Chinas führender PC-Hersteller übernimmt für fünf Jahre die Marke des US-Riesen – Analysten sind dennoch skeptisch
Was sich Lenovo von IBM verspricht

Die 1,75 Milliarden Dollar teure Ehe mit IBM katapultiert Chinas führenden PC-Hersteller Lenovo vom achten auf den dritten Platz in der Weltrangliste.

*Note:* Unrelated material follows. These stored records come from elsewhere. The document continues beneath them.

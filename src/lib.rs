//! Backend for a personal portfolio site.
//!
//! - [`chat`]: relay between the site's chat widget and an upstream LLM.
//! - [`api`]: Axum router, handlers and error mapping.
//! - [`site`]: sitemap and robots.txt rendering.
//! - [`config`]: environment-driven configuration.

pub mod api;
pub mod chat;
pub mod config;
pub mod site;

VANCOUVER. Lenovo, früher Legend genannt, übernimmt für fünf Jahre die Marke IBM, sichert sich Forschung, Entwicklung, Managment, Vertrieb und Image von „Big Blue“. Das spektakuläre Computer-Upgrade, die bisher größte Übernahme eines chinesischen Unternehmens im Ausland, legt Lenovo über Nacht einen großen Teil des Weltmarktes zu Füßen. Ein Ziel, sagen Analysten, für das Lenovo zehn Jahre lang hätte hart und erfolgreich arbeiten müssen, um es aus eigener Kraft zu erreichen.

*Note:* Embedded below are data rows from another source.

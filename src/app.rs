//! Wires the store, sync broadcaster, catalog and health monitor of one
//! context together

use crate::catalog::ServiceCatalog;
use crate::config::Config;
use crate::errors::{NavError, Result};
use crate::health::HealthMonitor;
use crate::models::{CollectionKind, ServiceTarget};
use crate::observer::Subscription;
use crate::probe::probe_from_config;
use crate::store::LocalStore;
use crate::sync::{SyncBroadcaster, SyncChannel};

use std::sync::{Arc, Mutex, Weak};
use tracing::info;

/// One dashboard context: every component it needs, no globals
pub struct Dashboard {
    config: Config,
    store: LocalStore,
    sync: Arc<SyncBroadcaster>,
    catalog: Arc<ServiceCatalog>,
    health: Arc<HealthMonitor>,
    target_refresh: Mutex<Option<Subscription>>,
}

impl Dashboard {
    /// Open the file-backed store from `config` and start every component
    pub fn start(config: Config, channel: SyncChannel) -> Result<Self> {
        config.validate().map_err(NavError::Config)?;
        let store = LocalStore::open(&config.storage_dir)?;
        Self::with_store(config, store, channel)
    }

    /// Start on an existing store, e.g. [`LocalStore::attach`] for a sibling
    /// context
    pub fn with_store(config: Config, store: LocalStore, channel: SyncChannel) -> Result<Self> {
        let sync = Arc::new(SyncBroadcaster::new(store.clone(), channel, &config)?);
        let catalog = Arc::new(ServiceCatalog::open(store.clone(), Arc::clone(&sync)));
        let health = Arc::new(HealthMonitor::new(
            probe_from_config(&config)?,
            store.clone(),
            config.health_check_interval,
        ));

        info!("Dashboard context {} started", store.context_id());

        Ok(Self {
            config,
            store,
            sync,
            catalog,
            health,
            target_refresh: Mutex::new(None),
        })
    }

    pub fn config(&self) -> &Config {
        &self.config
    }

    pub fn store(&self) -> &LocalStore {
        &self.store
    }

    pub fn sync(&self) -> &SyncBroadcaster {
        &self.sync
    }

    pub fn catalog(&self) -> &ServiceCatalog {
        &self.catalog
    }

    pub fn health(&self) -> &HealthMonitor {
        &self.health
    }

    /// Auto-check every catalog service, following later catalog changes
    pub fn start_health_monitoring(&self) {
        self.health.start_auto_check(targets_of(&self.catalog));

        let health: Weak<HealthMonitor> = Arc::downgrade(&self.health);
        let catalog: Weak<ServiceCatalog> = Arc::downgrade(&self.catalog);
        let subscription = self.catalog.subscribe_fn(move |change| {
            if change.kind != CollectionKind::Services {
                return;
            }
            if let (Some(health), Some(catalog)) = (health.upgrade(), catalog.upgrade()) {
                health.update_targets(targets_of(&catalog));
            }
        });

        *self
            .target_refresh
            .lock()
            .unwrap_or_else(|e| e.into_inner()) = Some(subscription);
    }

    pub fn stop_health_monitoring(&self) {
        self.target_refresh
            .lock()
            .unwrap_or_else(|e| e.into_inner())
            .take();
        self.health.stop_auto_check();
    }

    /// Stop background work of every component
    pub fn shutdown(&self) {
        self.stop_health_monitoring();
        self.health.shutdown();
        self.sync.shutdown();
        info!("Dashboard context {} stopped", self.store.context_id());
    }
}

fn targets_of(catalog: &ServiceCatalog) -> Vec<ServiceTarget> {
    catalog
        .services()
        .iter()
        .map(ServiceTarget::from)
        .collect()
}

#[cfg(test)]
mod tests {
    use super::*;
    use crate::config::ProbeMode;
    use crate::models::{HealthState, NewService};
    use std::time::Duration;
    use tokio::time::{sleep, timeout};

    fn config(dir: &std::path::Path) -> Config {
        Config {
            storage_dir: dir.to_path_buf(),
            sync_debounce: Duration::from_millis(20),
            health_check_interval: Duration::from_millis(30),
            probe_mode: ProbeMode::Simulated,
            ..Config::default()
        }
    }

    fn grafana() -> NewService {
        NewService {
            name: "Grafana".to_string(),
            url: "http://grafana.internal:3000".to_string(),
            category: "4".to_string(),
            ..NewService::default()
        }
    }

    #[tokio::test]
    async fn test_start_rejects_invalid_config() {
        let dir = tempfile::tempdir().unwrap();
        let config = Config {
            sync_channel_capacity: 0,
            ..config(dir.path())
        };
        assert!(matches!(
            Dashboard::start(config, SyncChannel::new(8)),
            Err(NavError::Config(_))
        ));
    }

    #[tokio::test]
    async fn test_catalog_survives_restart() {
        let dir = tempfile::tempdir().unwrap();

        let dashboard = Dashboard::start(config(dir.path()), SyncChannel::new(8)).unwrap();
        let service = dashboard.catalog().add_service(grafana()).await.unwrap();
        dashboard.shutdown();
        drop(dashboard);

        let reopened = Dashboard::start(config(dir.path()), SyncChannel::new(8)).unwrap();
        assert_eq!(reopened.catalog().service(&service.id), Some(service));
        reopened.shutdown();
    }

    #[tokio::test]
    async fn test_health_monitoring_follows_catalog() {
        let dir = tempfile::tempdir().unwrap();
        let dashboard = Dashboard::start(config(dir.path()), SyncChannel::new(8)).unwrap();

        dashboard.start_health_monitoring();
        assert!(dashboard.health().is_auto_checking());

        let service = dashboard.catalog().add_service(grafana()).await.unwrap();
        timeout(Duration::from_secs(3), async {
            loop {
                let state = dashboard.health().status(&service.id).map(|s| s.status);
                if matches!(state, Some(HealthState::Online | HealthState::Offline)) {
                    break;
                }
                sleep(Duration::from_millis(10)).await;
            }
        })
        .await
        .unwrap();

        dashboard.shutdown();
        assert!(!dashboard.health().is_auto_checking());
    }

    #[tokio::test]
    async fn test_sibling_dashboards_share_catalog() {
        let store = LocalStore::in_memory();
        let channel = SyncChannel::new(8);
        let dir = tempfile::tempdir().unwrap();

        let first = Dashboard::with_store(config(dir.path()), store.clone(), channel.clone()).unwrap();
        let second = Dashboard::with_store(config(dir.path()), store.attach(), channel).unwrap();

        let service = first.catalog().add_service(grafana()).await.unwrap();
        timeout(Duration::from_secs(2), async {
            while second.catalog().service(&service.id).is_none() {
                sleep(Duration::from_millis(5)).await;
            }
        })
        .await
        .unwrap();

        first.shutdown();
        second.shutdown();
    }
}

Doch der Deal stellt für Lenovo eine strategisch riskante Wette dar. Und viele Analysten sind skeptisch über den Ausgang des Abenteuers. „Das ist ein großes Risiko für die neue Firma, denn Lenovos Globalisierung steckt in den Kinderschuhen und das Unternehmen hat kaum internationale operative Erfahrung“, sagt Alan Hsieh, Präsident der International Data Corp.

Lenovos Gewinnmargen von derzeit etwa fünf Prozent werden durch die viel niedrigere Nettorendite von ein Prozent bei IBM spürbar gedrückt, sagt der PC-Experte Frank Lai bei BOC International. Mehr noch: Auch „die Schwierigkeiten bei der Verlagerung von Produktion nach China sollten nicht unterschätzt werden“. Die Citigroup und Australiens Macquarie-Gruppe halten weiterhin an ihren Verkaufsempfehlungen für die in Hongkong gehandelten Lenovo-Aktien fest, obwohl der neue Riese mit zusammen zwölf Milliarden Dollar Umsatz eine kritische Größe erreicht, ohne die in dem von Margenverfall geprägten Geschäft nichts mehr zu holen ist.

Die Insider beeindruckt auch nicht, dass Lenovo mit dem IBM-Deal in eine Richtung schwenkt, die in China – wo die PC-Märkte an der boomenden Ostküste langsam gesättigt sind – viel verspricht: Mehr Firmenkunden, vor allem Mittelständler, und mehr Vertrieb in kleineren Boomstädten im Hinterland. Denn dort hat es Lenovo jetzt schon enorm schwer gegen jenen Computer-Riesen, mit dem es sich künftig international herumschlagen muss: Dell.